Classic ASP Store objects in the session object

Danny picture Danny · Jul 28, 2009 · Viewed 13.7k times · Source

I am new to classic ASP and I need to code a web application in classic asp because the customer wants it to be in classic asp. :(

Anyways! here is my question:

When I have a object of a class called person:

Class Person
 Private m_sFirstName

 Public Property Get firstName
 firstName = m_sFirstName
 End Property

 Public Property Let firstName(value)
   m_sFirstName = value
 End Property

End Class


set aPerson = new Person
Person.firstName = "Danny"

set Session("somePerson") = aPerson

So far so good...

On the next request , I try to read the session var like :

If IsObject(Session("aPerson")) = true Then
    set mySessionPerson = Session("aPerson")

      Response.Write(TypeName(myTest)) // will output "Person" 
      Response.Write(mySessionPerson.firstName) // will output "Object doesn't support this property or method: 'mySessionPerson.firstName'
End If

Any ideas about what is going would be of great help.

Answer

AnthonyWJones picture AnthonyWJones · Jul 29, 2009

I can't explain why your code doesn't work looks fine to me.

The object is created in a script context which is subsequently torn down after the request is complete.

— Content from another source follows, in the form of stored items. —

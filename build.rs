//! Build script for the rate limit gateway
//!
//! This script sets up build-time environment variables and metadata.

use std::process::Command;

fn main() {
    // Set build timestamp using system time
    let build_time = std::time::SystemTime::now()
        .duration_since(std::time::UNIX_EPOCH)
        .map(|d| d.as_secs())
        .unwrap_or_default();
    println!("cargo:rustc-env=BUILD_TIME={}", build_time);

    // Get Git hash
    let git_hash = get_git_hash().unwrap_or_else(|| "unknown".to_string());
    println!("cargo:rustc-env=GIT_HASH={}", git_hash);

    // Get Rust version
    let rust_version = get_rust_version().unwrap_or_else(|| "unknown".to_string());
    println!("cargo:rustc-env=RUST_VERSION={}", rust_version);

    // Set rerun conditions
    println!("cargo:rerun-if-changed=.git/HEAD");
    println!("cargo:rerun-if-changed=.git/refs/heads/");
    println!("cargo:rerun-if-changed=Cargo.toml");
    println!("cargo:rerun-if-changed=Cargo.lock");
    println!("cargo:rerun-if-env-changed=DOCS_RS");
}

/// Get the current Git commit hash
fn get_git_hash() -> Option<String> {
    // Check if we're in a CI/CD environment without git
    if std::env::var("DOCS_RS").is_ok() {
        return Some("docs-rs-build".to_string());
    }

    let output = Command::new("git")
        .args(["rev-parse", "--short", "HEAD"])
        .output()
        .ok()?;

    if output.status.success() {
        let hash = String::from_utf8(output.stdout).ok()?;
        Some(hash.trim().to_string())
    } else {
        None
    }
}

/// Get the Rust version used for compilation
fn get_rust_version() -> Option<String> {
    // Check if we're in a CI/CD environment
    if std::env::var("DOCS_RS").is_ok() {
        return Some("stable".to_string());
    }

    let output = Command::new("rustc").args(["--version"]).output().ok()?;

    if output.status.success() {
        let version = String::from_utf8(output.stdout).ok()?;
        Some(version.trim().to_string())
    } else {
        None
    }
}
//! Health check and metrics endpoints

use crate::server::routes::ApiResponse;
use crate::server::state::AppState;
use actix_web::{HttpResponse, Result as ActixResult, web};
use serde::Serialize;
use std::borrow::Cow;
use tracing::{debug, warn};

/// Configure health check routes
pub fn configure_routes(cfg: &mut web::ServiceConfig) {
    cfg.route("/health", web::get().to(health_check))
        .route("/metrics", web::get().to(metrics));
}

#[derive(Debug, Serialize)]
struct HealthStatus {
    status: Cow<'static, str>,
    timestamp: chrono::DateTime<chrono::Utc>,
    version: Cow<'static, str>,
    counter_store: &'static str,
    counter_store_healthy: bool,
    degraded: bool,
}

/// Liveness plus counter store reachability
///
/// A store outage reports `degraded` rather than failing the check, since
/// fail-open scopes keep serving traffic without it.
pub async fn health_check(state: web::Data<AppState>) -> ActixResult<HttpResponse> {
    debug!("Health check requested");

    let coordinator = state.enforcer.coordinator();
    let store_healthy = match coordinator.health_check().await {
        Ok(()) => true,
        Err(e) => {
            warn!("Counter store health check failed: {}", e);
            false
        }
    };
    let degraded = state.enforcer.degradation().is_active();

    let status = if store_healthy && !degraded {
        "healthy"
    } else {
        "degraded"
    };

    Ok(HttpResponse::Ok().json(ApiResponse::success(HealthStatus {
        status: Cow::Borrowed(status),
        timestamp: chrono::Utc::now(),
        version: Cow::Borrowed(env!("CARGO_PKG_VERSION")),
        counter_store: coordinator.store().backend_name(),
        counter_store_healthy: store_healthy,
        degraded,
    })))
}

/// Prometheus text exposition
async fn metrics(state: web::Data<AppState>) -> ActixResult<HttpResponse> {
    let body = state.metrics.render()?;
    Ok(HttpResponse::Ok()
        .content_type("text/plain; version=0.0.4")
        .body(body))
}
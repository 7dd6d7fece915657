//! Tier policy resolution

use super::types::{Policy, Principal, Scope, Tier};
use crate::config::{RateLimitConfig, Validate};
use crate::utils::error::{GatewayError, Result};
use std::collections::HashMap;
use tracing::debug;

/// Maps (tier, scope) to a [`Policy`]
///
/// The table is built once from configuration and never changes, so lookups
/// are plain reads.
#[derive(Debug, Clone)]
pub struct TierPolicyResolver {
    policies: HashMap<Scope, [Policy; 3]>,
}

impl TierPolicyResolver {
    /// Build the table, rejecting configurations that break tier ordering
    pub fn new(config: &RateLimitConfig) -> Result<Self> {
        config
            .validate()
            .map_err(|e| GatewayError::config(format!("Invalid rate limit policies: {}", e)))?;

        let mut policies = HashMap::with_capacity(config.scopes.len());
        for scope_config in &config.scopes {
            let build = |tier: Tier| {
                let quota = config.effective_policy(scope_config, tier);
                Policy {
                    scope: scope_config.scope.clone(),
                    tier,
                    limit: quota.limit,
                    window_seconds: quota.window_seconds,
                    burst_allowance: quota.burst_allowance,
                    failure_mode: scope_config.failure_mode,
                }
            };
            policies.insert(
                scope_config.scope.clone(),
                [build(Tier::Free), build(Tier::Pro), build(Tier::Enterprise)],
            );
        }

        debug!("Loaded rate limit policies for {} scopes", policies.len());
        Ok(Self { policies })
    }

    /// Policy for `principal` within `scope`
    pub fn resolve(&self, principal: &Principal, scope: &Scope) -> Result<&Policy> {
        self.resolve_tier(principal.tier, scope)
    }

    pub fn resolve_tier(&self, tier: Tier, scope: &Scope) -> Result<&Policy> {
        self.policies
            .get(scope)
            .map(|by_tier| &by_tier[tier.index()])
            .ok_or_else(|| GatewayError::unknown_scope(scope.to_string()))
    }

    pub fn contains(&self, scope: &Scope) -> bool {
        self.policies.contains_key(scope)
    }

    pub fn scopes(&self) -> impl Iterator<Item = &Scope> {
        self.policies.keys()
    }
}
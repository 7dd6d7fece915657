//! # ratelimit-gateway
//!
//! A distributed, multi-tier rate-limiting gateway for HTTP API calls,
//! WebSocket messages and agent-execution requests.
//!
//! ## Features
//!
//! - **Tiered quotas**: free, pro and enterprise policies per scope
//! - **Shared counters**: fixed windows in Redis, so every instance enforces
//!   one budget per principal
//! - **Graceful degradation**: a global emergency ceiling when the denial
//!   ratio stays high across many principals
//! - **Two gates**: actix-web middleware for HTTP, a warn-then-close state
//!   machine for WebSocket connections
//!
//! ## Embedding the enforcer
//!
//! ```rust,no_run
//! use ratelimit_gateway::config::Config;
//! use ratelimit_gateway::core::rate_limiter::{Principal, RateLimitEnforcer, Scope, SystemClock, Tier};
//! use ratelimit_gateway::monitoring::RateLimitMetrics;
//! use ratelimit_gateway::storage::InMemoryCounterStore;
//! use std::sync::Arc;
//!
//! #[tokio::main]
//! async fn main() -> Result<(), Box<dyn std::error::Error>> {
//!     let config = Config::default();
//!     let clock = Arc::new(SystemClock);
//!     let store = Arc::new(InMemoryCounterStore::new(clock.clone()));
//!     let enforcer = RateLimitEnforcer::from_config(
//!         config.rate_limit(),
//!         config.degradation(),
//!         store,
//!         clock,
//!         RateLimitMetrics::disabled(),
//!     )?;
//!
//!     let decision = enforcer
//!         .check(&Principal::new("user-1", Tier::Free), &Scope::chat_message())
//!         .await?;
//!     println!("allowed={} remaining={}", decision.allowed, decision.remaining);
//!     Ok(())
//! }
//! ```
//!
//! ## Gateway Mode
//!
//! ```rust,no_run
//! use ratelimit_gateway::{Config, Gateway};
//!
//! #[tokio::main]
//! async fn main() -> Result<(), Box<dyn std::error::Error>> {
//!     let config = Config::from_file("config/gateway.yaml").await?;
//!     let gateway = Gateway::new(config).await?;
//!     gateway.run().await?;
//!     Ok(())
//! }
//! ```

#![allow(missing_docs)]
#![warn(clippy::all)]
#![allow(clippy::module_inception)]

pub mod config;
pub mod core;
pub mod monitoring;
pub mod server;
pub mod storage;
pub mod utils;

// Re-export main types
pub use config::Config;
pub use utils::error::{GatewayError, Result};

pub use core::rate_limiter::{
    Decision, DegradationState, Policy, Principal, RateLimitEnforcer, Scope, Tier,
};

use tracing::info;

/// A rate limit gateway instance
pub struct Gateway {
    config: Config,
    server: server::HttpServer,
}

impl Gateway {
    /// Create a new gateway instance
    pub async fn new(config: Config) -> Result<Self> {
        info!("Creating new gateway instance");

        let server = server::HttpServer::new(&config).await?;

        Ok(Self { config, server })
    }

    /// Run the gateway server
    pub async fn run(self) -> Result<()> {
        info!("Starting rate limit gateway");
        info!("Configuration: {:#?}", self.config);

        self.server.start().await?;

        Ok(())
    }
}

// Version information
/// Current version of the crate
pub const VERSION: &str = env!("CARGO_PKG_VERSION");
/// Name of the crate
pub const NAME: &str = env!("CARGO_PKG_NAME");
/// Description of the crate
pub const DESCRIPTION: &str = env!("CARGO_PKG_DESCRIPTION");

/// Gateway build information
#[derive(Debug, Clone)]
pub struct BuildInfo {
    /// Version number
    pub version: &'static str,
    /// Build timestamp (unix seconds)
    pub build_time: &'static str,
    /// Git commit hash
    pub git_hash: &'static str,
    /// Rust version
    pub rust_version: &'static str,
}

impl Default for BuildInfo {
    fn default() -> Self {
        Self {
            version: VERSION,
            build_time: option_env!("BUILD_TIME").unwrap_or("unknown"),
            git_hash: option_env!("GIT_HASH").unwrap_or("unknown"),
            rust_version: option_env!("RUST_VERSION").unwrap_or("unknown"),
        }
    }
}

/// Build information captured by the build script
pub fn build_info() -> BuildInfo {
    BuildInfo::default()
}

Hence whilst the type name is available the object's function is broken.

I can tell you its not a good idea to store objects in the Session even those not created in script.

Most objects used in ASP exist in a single thread. Once created only the thread that created the object may access the object. To cope with this once you have stored an object in the session ASP affiliates the session with the specific worker thread that created it the object.

When a subsequent request for that session arrives it must now be handled by its specific worker thread. If that thread happens to be busy working for some other request the sessions request is queued, even if there a plenty of other available worker threads.

The overall effect is to damaging the applications scalability where the work load can become unevenly distributed across the worker threads.